[What the exercise asks]: Please write each record out again word for word.

[Records from a data source]:
-------

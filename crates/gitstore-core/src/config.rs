//! Store configuration
//!
//! Configuration is loaded from:
//! 1. Default values
//! 2. Config file (~/.config/gitstore/config.toml)
//! 3. Environment variables (GITSTORE_* prefix)
//!
//! Environment variables take precedence over config file values.

use std::path::{Path, PathBuf};
use std::time::Duration;

use anyhow::{Context, Result};
use serde::{Deserialize, Serialize};

use crate::identity::ServerHost;
use crate::lock::{RetryPolicy, DEFAULT_LOCK_ATTEMPTS, DEFAULT_LOCK_BACKOFF};

/// Environment variable prefix
const ENV_PREFIX: &str = "GITSTORE";

/// Store configuration
#[derive(Debug, Clone, Serialize, Deserialize)]
pub struct Config {
    /// Root directory holding the bags and the git repository
    #[serde(default = "default_store_root")]
    pub store_root: PathBuf,

    /// Public address of the serving host, used in commit identities
    #[serde(default)]
    pub server_host: ServerHost,

    /// Committer name for every commit the store makes
    #[serde(default = "default_system_name")]
    pub system_name: String,

    /// Total attempts to take a tiddler's write lock
    #[serde(default = "default_lock_attempts")]
    pub lock_attempts: u32,

    /// Pause between lock attempts, in milliseconds
    #[serde(default = "default_lock_backoff_ms")]
    pub lock_backoff_ms: u64,

    /// Log file path (optional; logs go to stderr when unset)
    #[serde(default)]
    pub log_file: Option<PathBuf>,
}

impl Default for Config {
    fn default() -> Self {
        Self {
            store_root: default_store_root(),
            server_host: ServerHost::default(),
            system_name: default_system_name(),
            lock_attempts: default_lock_attempts(),
            lock_backoff_ms: default_lock_backoff_ms(),
            log_file: None,
        }
    }
}

impl Config {
    /// Load configuration from default location and environment
    ///
    /// Order of precedence (highest to lowest):
    /// 1. Environment variables (GITSTORE_STORE_ROOT, GITSTORE_HOST, GITSTORE_PORT, GITSTORE_SYSTEM_NAME)
    /// 2. Config file (~/.config/gitstore/config.toml or GITSTORE_CONFIG)
    /// 3. Default values
    pub fn load() -> Result<Self> {
        Self::load_from_path(&Self::config_file_path())
    }

    /// Load configuration, preferring an explicit path from the command line
    pub fn load_with_cli_override(path: Option<&PathBuf>) -> Result<Self> {
        match path {
            Some(path) => Self::load_from_path(path),
            None => Self::load(),
        }
    }

    /// Load configuration from a specific path
    ///
    /// Environment variables are still applied as overrides.
    /// If the file doesn't exist, defaults are used.
    pub fn load_from_path(path: &Path) -> Result<Self> {
        let mut config = if path.exists() {
            let content = std::fs::read_to_string(path)
                .with_context(|| format!("Failed to read config file: {:?}", path))?;
            toml::from_str(&content)
                .with_context(|| format!("Failed to parse config file: {:?}", path))?
        } else {
            Self::default()
        };

        config.apply_env_overrides()?;
        config.ensure_store_root()?;
        Ok(config)
    }

    /// Load configuration from a TOML string (useful for testing)
    pub fn load_from_str(toml_content: &str) -> Result<Self> {
        let mut config: Config =
            toml::from_str(toml_content).context("Failed to parse config TOML")?;
        config.apply_env_overrides()?;
        Ok(config)
    }

    /// Apply environment variable overrides
    fn apply_env_overrides(&mut self) -> Result<()> {
        // GITSTORE_STORE_ROOT
        if let Ok(val) = std::env::var(format!("{}_STORE_ROOT", ENV_PREFIX)) {
            self.store_root = PathBuf::from(val);
        }

        // GITSTORE_HOST
        if let Ok(val) = std::env::var(format!("{}_HOST", ENV_PREFIX)) {
            self.server_host.host = val;
        }

        // GITSTORE_PORT
        if let Ok(val) = std::env::var(format!("{}_PORT", ENV_PREFIX)) {
            self.server_host.port = val
                .parse()
                .with_context(|| format!("Invalid {}_PORT: {:?}", ENV_PREFIX, val))?;
        }

        // GITSTORE_SYSTEM_NAME
        if let Ok(val) = std::env::var(format!("{}_SYSTEM_NAME", ENV_PREFIX)) {
            if !val.is_empty() {
                self.system_name = val;
            }
        }

        Ok(())
    }

    /// Ensure the store root exists
    fn ensure_store_root(&self) -> Result<()> {
        if !self.store_root.exists() {
            std::fs::create_dir_all(&self.store_root).with_context(|| {
                format!("Failed to create store root: {:?}", self.store_root)
            })?;
        }
        Ok(())
    }

    /// Save configuration to the default file
    pub fn save(&self) -> Result<()> {
        self.save_to(&Self::config_file_path())
    }

    /// Save configuration to a specific file
    pub fn save_to(&self, config_path: &Path) -> Result<()> {
        if let Some(parent) = config_path.parent() {
            std::fs::create_dir_all(parent)
                .with_context(|| format!("Failed to create config directory: {:?}", parent))?;
        }

        let content = toml::to_string_pretty(self).context("Failed to serialize config")?;
        std::fs::write(config_path, content)
            .with_context(|| format!("Failed to write config file: {:?}", config_path))?;
        Ok(())
    }

    /// Get the config file path
    ///
    /// Can be overridden with GITSTORE_CONFIG environment variable
    pub fn config_file_path() -> PathBuf {
        if let Ok(path) = std::env::var(format!("{}_CONFIG", ENV_PREFIX)) {
            return PathBuf::from(path);
        }

        dirs::config_dir()
            .unwrap_or_else(|| PathBuf::from("."))
            .join("gitstore")
            .join("config.toml")
    }

    /// Lock retry settings derived from this configuration
    pub fn retry_policy(&self) -> RetryPolicy {
        RetryPolicy {
            attempts: self.lock_attempts,
            backoff: Duration::from_millis(self.lock_backoff_ms),
        }
    }
}

/// Get the default store root
fn default_store_root() -> PathBuf {
    dirs::data_local_dir()
        .unwrap_or_else(|| PathBuf::from("."))
        .join("gitstore")
}

fn default_system_name() -> String {
    "tiddlyweb".to_string()
}

fn default_lock_attempts() -> u32 {
    DEFAULT_LOCK_ATTEMPTS
}

fn default_lock_backoff_ms() -> u64 {
    DEFAULT_LOCK_BACKOFF.as_millis() as u64
}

-------

[Expected answer]:
filename crates/gitstore-core/src/config.rs
//! Store configuration
//!
//! Configuration is loaded from:
//! 1. Default values
//! 2. Config file (~/.config/gitstore/config.toml)
//! 3. Environment variables (GITSTORE_* prefix)
//!
//! Environment variables take precedence over config file values.

use std::path::{Path, PathBuf};
use std::time::Duration;

use anyhow::{Context, Result};
use serde::{Deserialize, Serialize};

use crate::identity::ServerHost;
use crate::lock::{RetryPolicy, DEFAULT_LOCK_ATTEMPTS, DEFAULT_LOCK_BACKOFF};

/// Environment variable prefix
const ENV_PREFIX: &str = "GITSTORE";

/// Store configuration
#[derive(Debug, Clone, Serialize, Deserialize)]
pub struct Config {
    /// Root directory holding the bags and the git repository
    #[serde(default = "default_store_root")]
    pub store_root: PathBuf,

    /// Public address of the serving host, used in commit identities
    #[serde(default)]
    pub server_host: ServerHost,

    /// Committer name for every commit the store makes
    #[serde(default = "default_system_name")]
    pub system_name: String,

    /// Total attempts to take a tiddler's write lock
    #[serde(default = "default_lock_attempts")]
    pub lock_attempts: u32,

    /// Pause between lock attempts, in milliseconds
    #[serde(default = "default_lock_backoff_ms")]
    pub lock_backoff_ms: u64,

    /// Log file path (optional; logs go to stderr when unset)
    #[serde(default)]
    pub log_file: Option<PathBuf>,
}

impl Default for Config {
    fn default() -> Self {
        Self {
            store_root: default_store_root(),
            server_host: ServerHost::default(),
            system_name: default_system_name(),
            lock_attempts: default_lock_attempts(),
            lock_backoff_ms: default_lock_backoff_ms(),
            log_file: None,
        }
    }
}

impl Config {
    /// Load configuration from default location and environment
    ///
    /// Order of precedence (highest to lowest):
    /// 1. Environment variables (GITSTORE_STORE_ROOT, GITSTORE_HOST, GITSTORE_PORT, GITSTORE_SYSTEM_NAME)
    /// 2. Config file (~/.config/gitstore/config.toml or GITSTORE_CONFIG)
    /// 3. Default values
    pub fn load() -> Result<Self> {
        Self::load_from_path(&Self::config_file_path())
    }

    /// Load configuration, preferring an explicit path from the command line
    pub fn load_with_cli_override(path: Option<&PathBuf>) -> Result<Self> {
        match path {
            Some(path) => Self::load_from_path(path),
            None => Self::load(),
        }
    }

    /// Load configuration from a specific path
    ///
    /// Environment variables are still applied as overrides.
    /// If the file doesn't exist, defaults are used.
    pub fn load_from_path(path: &Path) -> Result<Self> {
        let mut config = if path.exists() {
            let content = std::fs::read_to_string(path)
                .with_context(|| format!("Failed to read config file: {:?}", path))?;
            toml::from_str(&content)
                .with_context(|| format!("Failed to parse config file: {:?}", path))?
        } else {
            Self::default()
        };

        config.apply_env_overrides()?;
        config.ensure_store_root()?;
        Ok(config)
    }

    /// Load configuration from a TOML string (useful for testing)
    pub fn load_from_str(toml_content: &str) -> Result<Self> {
        let mut config: Config =
            toml::from_str(toml_content).context("Failed to parse config TOML")?;
        config.apply_env_overrides()?;
        Ok(config)
    }

    /// Apply environment variable overrides
    fn apply_env_overrides(&mut self) -> Result<()> {
        // GITSTORE_STORE_ROOT
        if let Ok(val) = std::env::var(format!("{}_STORE_ROOT", ENV_PREFIX)) {
            self.store_root = PathBuf::from(val);
        }

        // GITSTORE_HOST
        if let Ok(val) = std::env::var(format!("{}_HOST", ENV_PREFIX)) {
            self.server_host.host = val;
        }

        // GITSTORE_PORT
        if let Ok(val) = std::env::var(format!("{}_PORT", ENV_PREFIX)) {
            self.server_host.port = val
                .parse()
                .with_context(|| format!("Invalid {}_PORT: {:?}", ENV_PREFIX, val))?;
        }

        // GITSTORE_SYSTEM_NAME
        if let Ok(val) = std::env::var(format!("{}_SYSTEM_NAME", ENV_PREFIX)) {
            if !val.is_empty() {
                self.system_name = val;
            }
        }

        Ok(())
    }

    /// Ensure the store root exists
    fn ensure_store_root(&self) -> Result<()> {
        if !self.store_root.exists() {
            std::fs::create_dir_all(&self.store_root).with_context(|| {
                format!("Failed to create store root: {:?}", self.store_root)
            })?;
        }
        Ok(())
    }

    /// Save configuration to the default file
    pub fn save(&self) -> Result<()> {
        self.save_to(&Self::config_file_path())
    }

    /// Save configuration to a specific file
    pub fn save_to(&self, config_path: &Path) -> Result<()> {
        if let Some(parent) = config_path.parent() {
            std::fs::create_dir_all(parent)
                .with_context(|| format!("Failed to create config directory: {:?}", parent))?;
        }

        let content = toml::to_string_pretty(self).context("Failed to serialize config")?;
        std::fs::write(config_path, content)
            .with_context(|| format!("Failed to write config file: {:?}", config_path))?;
        Ok(())
    }

    /// Get the config file path
    ///
    /// Can be overridden with GITSTORE_CONFIG environment variable
    pub fn config_file_path() -> PathBuf {
        if let Ok(path) = std::env::var(format!("{}_CONFIG", ENV_PREFIX)) {
            return PathBuf::from(path);
        }

        dirs::config_dir()
            .unwrap_or_else(|| PathBuf::from("."))
            .join("gitstore")
            .join("config.toml")
    }

    /// Lock retry settings derived from this configuration
    pub fn retry_policy(&self) -> RetryPolicy {
        RetryPolicy {
            attempts: self.lock_attempts,
            backoff: Duration::from_millis(self.lock_backoff_ms),
        }
    }
}

/// Get the default store root
fn default_store_root() -> PathBuf {
    dirs::data_local_dir()
        .unwrap_or_else(|| PathBuf::from("."))
        .join("gitstore")
}

fn default_system_name() -> String {
    "tiddlyweb".to_string()
}

fn default_lock_attempts() -> u32 {
    DEFAULT_LOCK_ATTEMPTS
}

fn default_lock_backoff_ms() -> u64 {
    DEFAULT_LOCK_BACKOFF.as_millis() as u64
}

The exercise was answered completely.